Griggs Street, Rochester

Rochester and Rochester Hills are two cities with plenty to brag about. But how to differentiate the two to prospective home-buyers?

Printed material that surfaced during a millage campaign last year, which compared tax rates among the two cities, rubbed some in Rochester the wrong way. At the request of city council, Rochester’s administration recently took a look at the cost to homeowners of “essential” city services.

In a straight tax-rate comparison, Rochester Hills has traditionally levied a lower millage. But the report found that the city of Rochester provides defined “essential” services, including water and trash removal, at a lower price.

“The first question the city administration had to deal with … was what are considered essential services,” said Rochester City Manager Jaymes Vettraino. “I think we’ve picked the ones most everybody would agree to.”

The report included all services covered under the two cities’ general millages, plus the cost of water, sewer and sanitation. When the costs of these services were converted to a millage, Vettraino calculated Rochester’s effective cost to residents at 18.74 mills. He put Rochester Hills at 21.85 mills.

The two communities have different water sources and, therefore, different costs. Rochester includes the cost of trash removal in its general millage, while Rochester Hills residents pay a private hauler.

Rochester Mayor Pro Tem Jeff Cuthbertson, who asked for the study, said the information Rochester Hills published “was not an apples-to-apples comparison.”

“It became clear to me that our neighbors are trying to market themselves as being the most cost-effective place to live or try to run a business,” he said. “I appreciate every community’s interest in marketing its strengths, and certainly that is something every community should be doing in difficult economic times. … But having said that, I knew there was more to the story.”
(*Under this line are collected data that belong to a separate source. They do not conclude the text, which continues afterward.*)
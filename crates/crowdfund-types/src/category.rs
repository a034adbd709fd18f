use std::fmt;
use std::str::FromStr;

use serde::{Deserialize, Serialize};

use crate::error::TypeError;

/// Campaign category. Stored on the ledger as a single byte index.
#[derive(Clone, Copy, Debug, PartialEq, Eq, Hash, PartialOrd, Ord, Serialize, Deserialize)]
#[repr(u8)]
pub enum Category {
    Technology = 0,
    Art = 1,
    Music = 2,
    Film = 3,
    Games = 4,
    Education = 5,
    Social = 6,
    Other = 7,
}

impl Category {
    /// Every category in index order.
    pub const ALL: [Category; 8] = [
        Category::Technology,
        Category::Art,
        Category::Music,
        Category::Film,
        Category::Games,
        Category::Education,
        Category::Social,
        Category::Other,
    ];

    /// Look up a category by its stored byte. Returns `None` past index 7.
    pub fn from_index(index: u8) -> Option<Self> {
        Self::ALL.get(index as usize).copied()
    }

    /// The byte stored on the ledger.
    pub fn index(self) -> u8 {
        self as u8
    }

    /// Human-readable name.
    pub fn name(self) -> &'static str {
        match self {
            Category::Technology => "Technology",
            Category::Art => "Art",
            Category::Music => "Music",
            Category::Film => "Film",
            Category::Games => "Games",
            Category::Education => "Education",
            Category::Social => "Social",
            Category::Other => "Other",
        }
    }
}

impl TryFrom<u8> for Category {
    type Error = TypeError;

    fn try_from(index: u8) -> Result<Self, Self::Error> {
        Self::from_index(index).ok_or(TypeError::UnknownCategory(index))
    }
}

impl fmt::Display for Category {
    fn fmt(&self, f: &mut fmt::Formatter<'_>) -> fmt::Result {
        f.write_str(self.name())
    }
}

impl FromStr for Category {
    type Err = TypeError;

    fn from_str(s: &str) -> Result<Self, Self::Err> {
        Self::ALL
            .into_iter()
            .find(|c| c.name().eq_ignore_ascii_case(s.trim()))
            .ok_or_else(|| TypeError::UnknownCategoryName(s.to_string()))
    }
}

#[cfg(test)]
mod tests {
    use super::*;

    #[test]
    fn indices_match_ledger_order() {
        for (i, category) in Category::ALL.iter().enumerate() {
            assert_eq!(category.index() as usize, i);
            assert_eq!(Category::from_index(i as u8), Some(*category));
        }
    }

    #[test]
    fn out_of_range_index_rejected() {
        assert_eq!(Category::from_index(8), None);
        assert_eq!(Category::try_from(255), Err(TypeError::UnknownCategory(255)));
    }

    #[test]
    fn parse_is_case_insensitive() {
        assert_eq!("education".parse::<Category>().unwrap(), Category::Education);
        assert_eq!(" FILM ".parse::<Category>().unwrap(), Category::Film);
        assert!("sports".parse::<Category>().is_err());
    }

    #[test]
    fn display_uses_name() {
        assert_eq!(Category::Technology.to_string(), "Technology");
        assert_eq!(Category::Other.to_string(), "Other");
    }
}
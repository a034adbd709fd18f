//! JSON-RPC 2.0 envelopes and the ledger node's response shapes.

use serde::{Deserialize, Serialize};
use serde_json::Value;

#[derive(Serialize, Debug, Clone)]
pub struct JsonRpcRequest<'a> {
    pub jsonrpc: &'static str,
    pub id: u64,
    pub method: &'a str,
    pub params: Value,
}

impl<'a> JsonRpcRequest<'a> {
    pub fn new(id: u64, method: &'a str, params: Value) -> Self {
        Self {
            jsonrpc: "2.0",
            id,
            method,
            params,
        }
    }
}

#[derive(Deserialize, Debug, Clone)]
pub struct JsonRpcResponse<T> {
    pub result: Option<T>,
    pub error: Option<JsonRpcError>,
}

#[derive(Deserialize, Debug, Clone)]
pub struct JsonRpcError {
    pub code: i64,
    pub message: String,
    #[serde(default)]
    pub data: Option<Value>,
}

/// Responses wrapped with the slot they were read at.
#[derive(Deserialize, Debug, Clone)]
pub struct WithContext<T> {
    pub context: Context,
    pub value: T,
}

#[derive(Deserialize, Debug, Clone)]
pub struct Context {
    pub slot: u64,
}

#[derive(Deserialize, Debug, Clone)]
#[serde(rename_all = "camelCase")]
pub struct BlockhashValue {
    pub blockhash: String,
    pub last_valid_block_height: u64,
}

#[derive(Deserialize, Debug, Clone)]
#[serde(rename_all = "camelCase")]
pub struct UiSignatureStatus {
    pub slot: u64,
    #[serde(default)]
    pub confirmations: Option<u64>,
    #[serde(default)]
    pub err: Option<Value>,
    #[serde(default)]
    pub confirmation_status: Option<String>,
}

/// Account with data in `[payload, encoding]` form.
#[derive(Deserialize, Debug, Clone)]
#[serde(rename_all = "camelCase")]
pub struct UiAccount {
    pub lamports: u64,
    pub owner: String,
    pub data: (String, String),
    pub executable: bool,
}

#[derive(Deserialize, Debug, Clone)]
pub struct UiKeyedAccount {
    pub pubkey: String,
    pub account: UiAccount,
}
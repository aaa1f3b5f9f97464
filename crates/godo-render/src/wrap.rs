/// Unconsumed text of one task, handed out a line at a time.
#[derive(Debug, Clone, Default, PartialEq, Eq)]
pub struct WrapBuffer {
    remaining: String,
}

impl WrapBuffer {
    /// Control characters such as `\n` or `\t` become plain spaces so every
    /// line occupies exactly one row of its column.
    pub fn new(text: &str) -> Self {
        let flat: String = text
            .chars()
            .map(|ch| if ch.is_control() { ' ' } else { ch })
            .collect();
        Self {
            remaining: flat.trim_start_matches(' ').to_string(),
        }
    }

    pub fn has_next(&self) -> bool {
        !self.remaining.is_empty()
    }

    /// Takes the longest run of whole words that fits in `limit` characters.
    /// The space a line breaks on is dropped. A word longer than `limit` is
    /// returned whole on its own line; words are never split.
    pub fn next_line(&mut self, limit: usize) -> String {
        let rest = self.remaining.as_str();
        if rest.chars().count() <= limit {
            let line = rest.trim_matches(' ').to_string();
            self.remaining.clear();
            return line;
        }

        // A break may sit right after a word that exactly fills the line, so
        // look at one character past the limit.
        let window_end = rest
            .char_indices()
            .nth(limit + 1)
            .map_or(rest.len(), |(idx, _)| idx);
        let cut = rest[..window_end]
            .rfind(' ')
            .filter(|idx| *idx > 0)
            .or_else(|| rest.find(' '));

        let (line, tail) = match cut {
            Some(idx) => (&rest[..idx], &rest[idx + 1..]),
            None => (rest, ""),
        };
        let line = line.trim_matches(' ').to_string();
        self.remaining = tail.trim_start_matches(' ').to_string();
        line
    }
}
When asked to respond to the report, Rochester Hills Mayor Bryan Barnett said he disagreed with the methodology and conclusion.

“I think it’s a great compliment to the city that others would choose to benchmark their city services and costs of city services against us,” he said. “The most basic thing we can look at is your millage rate. We are the lowest in Oakland County; we’re proud of that. Once you get away from that, there are a lot of assumptions you have to make.”
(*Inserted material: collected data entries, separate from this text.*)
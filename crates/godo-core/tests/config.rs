use std::path::PathBuf;

use pretty_assertions::assert_eq;
use tempfile::TempDir;

use godo_core::config::{
    find_project_config, read_config, write_config, ConfigError, GodoConfig, LoadedConfig, Source,
    DEFAULT_WIDTH,
};

#[test]
fn write_then_load_config_round_trip() {
    let temp = TempDir::new().expect("tempdir");
    let config = GodoConfig {
        board_file: Some("boards/main.json".to_string()),
        width: Some(90),
        fallback_width: None,
    };
    let path = write_config(temp.path(), &config).expect("write");
    assert_eq!(path, temp.path().join(".godo.toml"));

    let loaded = read_config(&path).expect("read");
    assert_eq!(loaded, config);
}

#[test]
fn find_project_config_walks_up_from_child() {
    let temp = TempDir::new().expect("tempdir");
    let root = std::fs::canonicalize(temp.path()).expect("canonicalize");
    std::fs::write(root.join(".godorc"), "width = 80\n").expect("write");
    let child = root.join("a").join("b");
    std::fs::create_dir_all(&child).expect("child");

    assert_eq!(find_project_config(&child), Some(root.join(".godorc")));

    write_config(&root, &GodoConfig::default()).expect("write");
    assert_eq!(find_project_config(&child), Some(root.join(".godo.toml")));
}

#[test]
fn invalid_config_is_an_error() {
    let temp = TempDir::new().expect("tempdir");
    let path = temp.path().join(".godo.toml");
    std::fs::write(&path, "width = \"wide\"").expect("write");
    let err = read_config(&path).unwrap_err();
    assert!(matches!(err, ConfigError::Parse { .. }));
    assert!(err.to_string().contains(".godo.toml"), "{err}");
}

#[test]
fn board_path_precedence() {
    let cwd = PathBuf::from("/work");
    let empty = LoadedConfig::default();
    assert_eq!(
        empty.resolve_board_path_with_source(&cwd, None),
        (cwd.join("godo.json"), Source::Default)
    );
    assert_eq!(
        empty.resolve_board_path_with_source(&cwd, Some("other.json")),
        (cwd.join("other.json"), Source::Flag)
    );

    let project = LoadedConfig {
        project: Some((
            PathBuf::from("/repo"),
            GodoConfig {
                board_file: Some("tasks.json".to_string()),
                ..GodoConfig::default()
            },
        )),
        global: None,
    };
    assert_eq!(
        project.resolve_board_path_with_source(&cwd, None),
        (PathBuf::from("/repo/tasks.json"), Source::Project)
    );
    assert_eq!(
        project.resolve_board_path_with_source(&cwd, Some("  ")),
        (PathBuf::from("/repo/tasks.json"), Source::Project)
    );

    let global = LoadedConfig {
        project: None,
        global: Some((
            PathBuf::from("/home/me/.godo"),
            GodoConfig {
                board_file: Some("board.json".to_string()),
                ..GodoConfig::default()
            },
        )),
    };
    assert_eq!(
        global.resolve_board_path_with_source(&cwd, None),
        (PathBuf::from("/home/me/.godo/board.json"), Source::Global)
    );
}

#[test]
fn width_precedence() {
    let empty = LoadedConfig::default();
    assert_eq!(empty.resolve_width_with_source(None), (DEFAULT_WIDTH, Source::Default));
    assert_eq!(empty.resolve_width_with_source(Some(0)), (DEFAULT_WIDTH, Source::Default));
    assert_eq!(empty.resolve_width_with_source(Some(100)), (100, Source::Terminal));

    let fallback = LoadedConfig {
        project: None,
        global: Some((
            PathBuf::from("/home/me/.godo"),
            GodoConfig {
                fallback_width: Some(72),
                ..GodoConfig::default()
            },
        )),
    };
    assert_eq!(fallback.resolve_width_with_source(None), (72, Source::Global));
    assert_eq!(fallback.resolve_width_with_source(Some(100)), (100, Source::Terminal));

    let fixed = LoadedConfig {
        project: Some((
            PathBuf::from("/repo"),
            GodoConfig {
                width: Some(60),
                ..GodoConfig::default()
            },
        )),
        global: None,
    };
    assert_eq!(fixed.resolve_width_with_source(Some(100)), (60, Source::Project));
}

/// A project directory holding `.godo.toml` and a godo home holding
/// `config.toml`, with the given bodies.
fn two_sources(project: &str, global: &str) -> (TempDir, PathBuf, PathBuf) {
    let temp = TempDir::new().expect("tempdir");
    let root = std::fs::canonicalize(temp.path()).expect("canonicalize");
    let project_dir = root.join("project");
    let home = root.join("home");
    std::fs::create_dir_all(&project_dir).expect("project");
    std::fs::create_dir_all(&home).expect("home");
    std::fs::write(project_dir.join(".godo.toml"), project).expect("project config");
    let global_path = home.join("config.toml");
    std::fs::write(&global_path, global).expect("global config");
    (temp, project_dir, global_path)
}

#[test]
fn discover_reads_both_sources() {
    let (_temp, project_dir, global_path) =
        two_sources("board_file = \"tasks.json\"\n", "width = 70\n");
    let (config, problems) = LoadedConfig::discover(&project_dir, Some(&global_path));

    assert!(problems.is_empty());
    assert_eq!(
        config.resolve_board_path_with_source(&project_dir, None),
        (project_dir.join("tasks.json"), Source::Project)
    );
    assert_eq!(config.resolve_width_with_source(None), (70, Source::Global));
}

#[test]
fn broken_global_config_keeps_project_config() {
    let (_temp, project_dir, global_path) =
        two_sources("board_file = \"tasks.json\"\n", "width = [");
    let (config, problems) = LoadedConfig::discover(&project_dir, Some(&global_path));

    assert_eq!(problems.len(), 1);
    assert!(matches!(&problems[0], ConfigError::Parse { path, .. } if *path == global_path));
    assert!(config.global.is_none());
    assert_eq!(
        config.resolve_board_path_with_source(&project_dir, None),
        (project_dir.join("tasks.json"), Source::Project)
    );
}

#[test]
fn broken_project_config_keeps_global_config() {
    let (_temp, project_dir, global_path) =
        two_sources("board_file = 7\n", "board_file = \"main.json\"\n");
    let (config, problems) = LoadedConfig::discover(&project_dir, Some(&global_path));

    assert_eq!(problems.len(), 1);
    assert!(matches!(&problems[0], ConfigError::Parse { path, .. } if path.ends_with(".godo.toml")));
    assert!(config.project.is_none());
    let home = global_path.parent().expect("home");
    assert_eq!(
        config.resolve_board_path_with_source(&project_dir, None),
        (home.join("main.json"), Source::Global)
    );
}

#[test]
fn missing_global_config_is_not_a_problem() {
    let temp = TempDir::new().expect("tempdir");
    let missing = temp.path().join("home").join("config.toml");
    let (config, problems) = LoadedConfig::discover(temp.path(), Some(&missing));
    assert!(problems.is_empty());
    assert!(config.global.is_none());
}
use std::collections::BTreeMap;
use std::fmt;

/// How a single argument was read. Parsing never fails: anything that is not
/// a flag is plain text.
#[derive(Debug, Clone, PartialEq, Eq)]
pub enum Token<'a> {
    /// `value` is empty when the flag carries none.
    Flag {
        name: String,
        value: String,
        has_value: bool,
    },
    Plain(&'a str),
}

#[derive(Debug, Clone, Default, PartialEq, Eq)]
pub struct ParsedCommand {
    pub program_name: String,
    pub args: Vec<String>,
    pub command: String,
    /// An empty value means the flag was given without one.
    pub flags: BTreeMap<String, String>,
    pub trailing_text: String,
}

impl ParsedCommand {
    pub fn has_flag(&self, name: &str) -> bool {
        self.flags.contains_key(name)
    }

    pub fn flag(&self, name: &str) -> Option<&str> {
        self.flags.get(name).map(String::as_str)
    }

    /// First of `names` that was given.
    pub fn flag_any(&self, names: &[&str]) -> Option<&str> {
        names.iter().find_map(|name| self.flag(name))
    }

    /// True when `name` took its value from the final argument. That argument
    /// is also kept in the trailing text, so callers combining the two must
    /// not count it twice.
    pub fn flag_value_is_trailing(&self, name: &str) -> bool {
        let n = self.args.len();
        if n < 3 {
            return false;
        }
        match classify(n - 2, &self.args) {
            Token::Flag {
                name: flag,
                has_value,
                ..
            } => has_value && flag == name && !self.args[n - 2].contains('='),
            Token::Plain(_) => false,
        }
    }
}

impl fmt::Display for ParsedCommand {
    fn fmt(&self, f: &mut fmt::Formatter<'_>) -> fmt::Result {
        writeln!(f, "Program Name:\t{}", self.program_name)?;
        if !self.command.is_empty() {
            writeln!(f, "Command:\t{}", self.command)?;
        }
        writeln!(f, "Flags:")?;
        for (flag, value) in &self.flags {
            writeln!(f, "\t{flag}:\t{value}")?;
        }
        if !self.trailing_text.is_empty() {
            write!(f, "Extra:\n\t{}", self.trailing_text)?;
        }
        Ok(())
    }
}

fn is_flag(arg: &str) -> bool {
    arg.starts_with('-')
}

fn strip_dashes(arg: &str) -> String {
    arg.replace('-', "")
}

/// Reads `args[idx]` in the context of its neighbour. Supported shapes:
///
/// - `-p` / `--ppa`            no value
/// - `-p tw` / `--ppa tw`      value from the next argument
/// - `-p=tws` / `--ppa=tw`     value after the first `=`
///
/// Combined short flags are not split: `-pa` is a single flag named `pa`.
pub fn classify<S: AsRef<str>>(idx: usize, args: &[S]) -> Token<'_> {
    let arg = args[idx].as_ref();
    if !is_flag(arg) {
        return Token::Plain(arg);
    }

    if let Some((name, value)) = arg.split_once('=') {
        return Token::Flag {
            name: strip_dashes(name),
            value: value.to_string(),
            has_value: true,
        };
    }

    match args.get(idx + 1).map(AsRef::as_ref) {
        Some(next) if !is_flag(next) => Token::Flag {
            name: strip_dashes(arg),
            value: next.to_string(),
            has_value: true,
        },
        _ => Token::Flag {
            name: strip_dashes(arg),
            value: String::new(),
            has_value: false,
        },
    }
}

/// Splits process arguments into command, flags and trailing text.
///
/// `args[0]` is the program name. `args[1]` is the command unless it looks
/// like a flag. A plain argument right after a flag with a value is that
/// value and is left out of the trailing text, except for the final argument
/// which is always kept.
pub fn parse<S: AsRef<str>>(args: &[S]) -> ParsedCommand {
    let mut parsed = ParsedCommand {
        program_name: args
            .first()
            .map(|arg| arg.as_ref().to_string())
            .unwrap_or_default(),
        args: args.iter().map(|arg| arg.as_ref().to_string()).collect(),
        ..ParsedCommand::default()
    };

    let mut extra: Vec<&str> = Vec::new();
    let mut after_value_flag = false;
    let last = args.len().saturating_sub(1);

    for idx in 1..args.len() {
        match classify(idx, args) {
            Token::Plain(text) if idx == 1 => {
                parsed.command = text.to_string();
                after_value_flag = false;
            }
            Token::Plain(text) => {
                if !after_value_flag || idx == last {
                    extra.push(text);
                }
                after_value_flag = false;
            }
            Token::Flag {
                name,
                value,
                has_value,
            } => {
                after_value_flag = has_value;
                parsed.flags.insert(name, value);
            }
        }
    }

    parsed.trailing_text = extra.join(" ");
    parsed
}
Taking what he called a “high-level” look (the cost of services divided by the number of people), Barnett said it’s cheaper to live in Rochester Hills than Rochester. The more expensive your house, he said, the more that is true.

That’s because with Rochester’s all-inclusive approach to taxation, a resident of a more expensive house pays more for a service like trash collection, for example.  Barnett also said that Rochester figured his city’s water usage too high.

With the average cost of a new home being built in Rochester Hills now $404,000, “For those new residents moving into our community, making the decision to build a $400,000  house, it’s cheaper to live in Rochester Hills,” Barnett said. “The more expensive your home, the better the value of Rochester Hills.”

Rochester resident Diane Young, who formerly lived in Rochester Hills, says there is a difference in city costs and services.

“I now live in Rochester and the taxes are higher but my roads are always plowed and they come and rake up my leaves in the fall and clean the streets all the time. I love that,” she said. “Rochester Hills has great parks which make it good also.”

Cuthbertson said it was time to let it be known that Rochester’s costs compare favorably.

“The measuring stick for a community should not be another community,” he said. “But when it is, I think it’s incumbent upon us to stand up. … I hope this council will be ambassadors with this information.”

“I have nothing bad to say about Rochester,” Barnett said. “I think they’re a very well-run city and residents of their city should be very proud. I think this study shows Rochester residents, much like Rochester Hills residents, have much to be proud of. Both cities deliver much value to their residents.”